To remove the throttling, increase ServicePointManager.DefaultConnectionLimit to the maximum number of concurrent connections you want to support, and you should see your average response time go down alot.
A secondary problem may be that the server itself is slower handling multiple concurrent connections than handing one request at a time. Even once you unblock the throttling problem above, I'd expect each of the async requests to, on average, execute somewhat slower than if the server was only executing one request at a time. How much slower depends on how well the server is optimized for concurrent requests.
A final problem may be caused by test methodology. For example, if your test client is simulating a browser session by storing cookies and re-sending cookies with each request, that may run into problems with some servers that will serialize requests from a single user. This is often a simplification for server apps so they won't have to deal with locking cross-requests state like session state. If you're running into this problem, make sure that each WebClient sends different cookies to simulate different users.
I'm not saying that you're running into all three of these problems-- you might be only running into 1 or 2-- but these are the most likley culprits for the problem you're seeing.
As Justin said, I tried ServicePointManager.DefaultConnectionLimit but that did not fix the issue. I could not able reproduce other problems suggested by Justin.
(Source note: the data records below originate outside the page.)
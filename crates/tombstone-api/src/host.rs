use std::time::Duration;

use tombstone_types::api::OpenDialogRequest;
use tombstone_types::models::{Permission, Post, Reaction, User};

use crate::error::HostError;

/// Operations the host messaging platform provides.
///
/// Every read is a fresh snapshot; nothing here is cached. Calls block, so
/// async callers run them on the blocking pool.
pub trait Host: Send + Sync {
    fn get_post(&self, post_id: &str) -> Result<Post, HostError>;

    /// Commit `post` as a new revision of the stored post.
    ///
    /// Compare-and-set on `update_at`: fails with [`HostError::Conflict`] if
    /// the stored revision moved on. The returned post's `original_id`
    /// names the archived prior revision. A sealed stored revision fails
    /// with [`HostError::Rejected`].
    fn update_post(&self, post: &Post) -> Result<Post, HostError>;

    fn get_user(&self, user_id: &str) -> Result<User, HostError>;

    fn has_permission_to_channel(&self, user_id: &str, channel_id: &str, permission: Permission) -> bool;

    fn get_reactions(&self, post_id: &str) -> Result<Vec<Reaction>, HostError>;

    fn remove_reaction(&self, reaction: &Reaction) -> Result<(), HostError>;

    /// Global post edit time limit; `None` when the policy is disabled.
    fn edit_time_limit(&self) -> Option<Duration>;

    fn open_dialog(&self, user_id: &str, request: OpenDialogRequest) -> Result<(), HostError>;
}
//! Host platform backed by the local SQLite database.
//!
//! Lets the server run on its own: posts, reactions, users and files live in
//! `tombstone-db`, and every change is announced on the gateway.

use std::sync::Arc;
use std::time::Duration;

use tracing::error;

use tombstone_db::{Database, UpdateOutcome};
use tombstone_gateway::dispatcher::Dispatcher;
use tombstone_types::api::OpenDialogRequest;
use tombstone_types::events::HostEvent;
use tombstone_types::models::{FileInfo, Permission, Post, Reaction, User, now_millis};

use crate::error::{HostError, LedgerError};
use crate::hooks::check_edit;
use crate::host::Host;
use crate::ledger::AttachmentLedger;

pub struct SqliteHost {
    db: Arc<Database>,
    dispatcher: Dispatcher,
    edit_time_limit: Option<Duration>,
}

impl SqliteHost {
    pub fn new(db: Arc<Database>, dispatcher: Dispatcher, edit_time_limit: Option<Duration>) -> Self {
        Self {
            db,
            dispatcher,
            edit_time_limit,
        }
    }

    pub fn db(&self) -> &Database {
        &self.db
    }

    pub fn dispatcher(&self) -> &Dispatcher {
        &self.dispatcher
    }

    /// Store a post and its files, then announce it.
    pub fn create_post(&self, post: &Post, files: &[FileInfo]) -> Result<Post, HostError> {
        self.db.insert_post(post)?;
        for file in files {
            self.db.insert_file(file)?;
        }
        let created = self.get_post(&post.id)?;
        self.dispatcher.broadcast(HostEvent::PostCreated { post: created.clone() });
        Ok(created)
    }

    /// Store a reaction. Returns false (and announces nothing) if it already
    /// existed.
    pub fn add_reaction(&self, reaction: &Reaction) -> Result<bool, HostError> {
        let added = self.db.save_reaction(reaction)?;
        if added {
            self.dispatcher.broadcast(HostEvent::ReactionAdded {
                reaction: reaction.clone(),
            });
        }
        Ok(added)
    }

    fn delete_reaction(&self, reaction: &Reaction) -> Result<bool, HostError> {
        let removed = self
            .db
            .delete_reaction(&reaction.user_id, &reaction.post_id, &reaction.emoji_name)?;
        if removed {
            self.dispatcher.broadcast(HostEvent::ReactionRemoved {
                reaction: reaction.clone(),
            });
        }
        Ok(removed)
    }
}

impl Host for SqliteHost {
    fn get_post(&self, post_id: &str) -> Result<Post, HostError> {
        self.db
            .get_post(post_id)?
            .ok_or_else(|| HostError::NotFound(format!("post {}", post_id)))
    }

    /// Every edit passes the edit guard against the stored revision before
    /// the compare-and-set commit.
    fn update_post(&self, post: &Post) -> Result<Post, HostError> {
        let current = self.get_post(&post.id)?;
        check_edit(&current).map_err(|rejected| HostError::Rejected(rejected.to_string()))?;

        match self.db.update_post(post)? {
            UpdateOutcome::Updated(updated) => {
                self.dispatcher.broadcast(HostEvent::PostEdited { post: updated.clone() });
                Ok(updated)
            }
            UpdateOutcome::Conflict => Err(HostError::Conflict(format!("post {}", post.id))),
            UpdateOutcome::NotFound => Err(HostError::NotFound(format!("post {}", post.id))),
        }
    }

    fn get_user(&self, user_id: &str) -> Result<User, HostError> {
        self.db
            .get_user(user_id)?
            .ok_or_else(|| HostError::NotFound(format!("user {}", user_id)))
    }

    /// System admins hold every permission; channel members may edit their
    /// own posts; channel admins may also edit others' posts.
    fn has_permission_to_channel(&self, user_id: &str, channel_id: &str, permission: Permission) -> bool {
        let lookup = || -> anyhow::Result<bool> {
            if self.db.get_user(user_id)?.is_some_and(|u| u.is_system_admin) {
                return Ok(true);
            }
            let member = self.db.get_channel_member(channel_id, user_id)?;
            Ok(match (member, permission) {
                (None, _) => false,
                (Some(_), Permission::EditPost) => true,
                (Some(m), Permission::EditOthersPosts) => m.is_admin,
            })
        };

        lookup().unwrap_or_else(|e| {
            error!(user_id, channel_id, permission = permission.as_str(), "permission lookup failed: {:#}", e);
            false
        })
    }

    fn get_reactions(&self, post_id: &str) -> Result<Vec<Reaction>, HostError> {
        Ok(self.db.get_reactions(post_id)?)
    }

    fn remove_reaction(&self, reaction: &Reaction) -> Result<(), HostError> {
        self.delete_reaction(reaction).map(|_| ())
    }

    fn edit_time_limit(&self) -> Option<Duration> {
        self.edit_time_limit
    }

    fn open_dialog(&self, user_id: &str, request: OpenDialogRequest) -> Result<(), HostError> {
        self.dispatcher.broadcast(HostEvent::DialogOpened {
            user_id: user_id.to_string(),
            request,
        });
        Ok(())
    }
}

impl AttachmentLedger for SqliteHost {
    fn detach(&self, file_id: &str) -> Result<(), LedgerError> {
        Ok(self.db.detach_file(file_id, now_millis())?)
    }

    fn reattach(&self, target_post_id: &str, file_ids: &[String]) -> Result<(), LedgerError> {
        Ok(self.db.attach_files_to_post(target_post_id, file_ids)?)
    }
}
//! Small utilities: subset enumeration.

/// k-combinations of items (lexicographic by index).
pub(crate) fn combinations<T: Copy>(items: &[T], k: usize) -> Vec<Vec<T>> {
    let n = items.len();
    if k > n || k == 0 {
        return Vec::new();
    }
    let mut idxs: Vec<usize> = (0..k).collect();
    let mut out = Vec::new();
    loop {
        out.push(idxs.iter().map(|&i| items[i]).collect());
        // advance the rightmost index that still has room
        let Some(i) = (0..k).rev().find(|&i| idxs[i] != i + n - k) else {
            break;
        };
        idxs[i] += 1;
        for j in i + 1..k {
            idxs[j] = idxs[j - 1] + 1;
        }
    }
    out
}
I am not sure how to reproduce them in first place.
What I did, I ran the same piece of code in peer machine that runs perfectly response time that I expected. The difference between the two machines is operating systems. Mine is running on Windows Server 2003 and other machine is running on Windows Server 2008.
As it worked on the other machines, I suspect that it might be one of the problem specified by Justin or could be server settings on 2003 or something else. I did not spend much time after that to dig this issue. As this is a test harness that we had low priority on this issue. We left off with no time further.
As I have no glue on what exactly fixed it, I am not accepting any answer other than this. Becuase at very least I know that switching to server 2008 fixed this issue.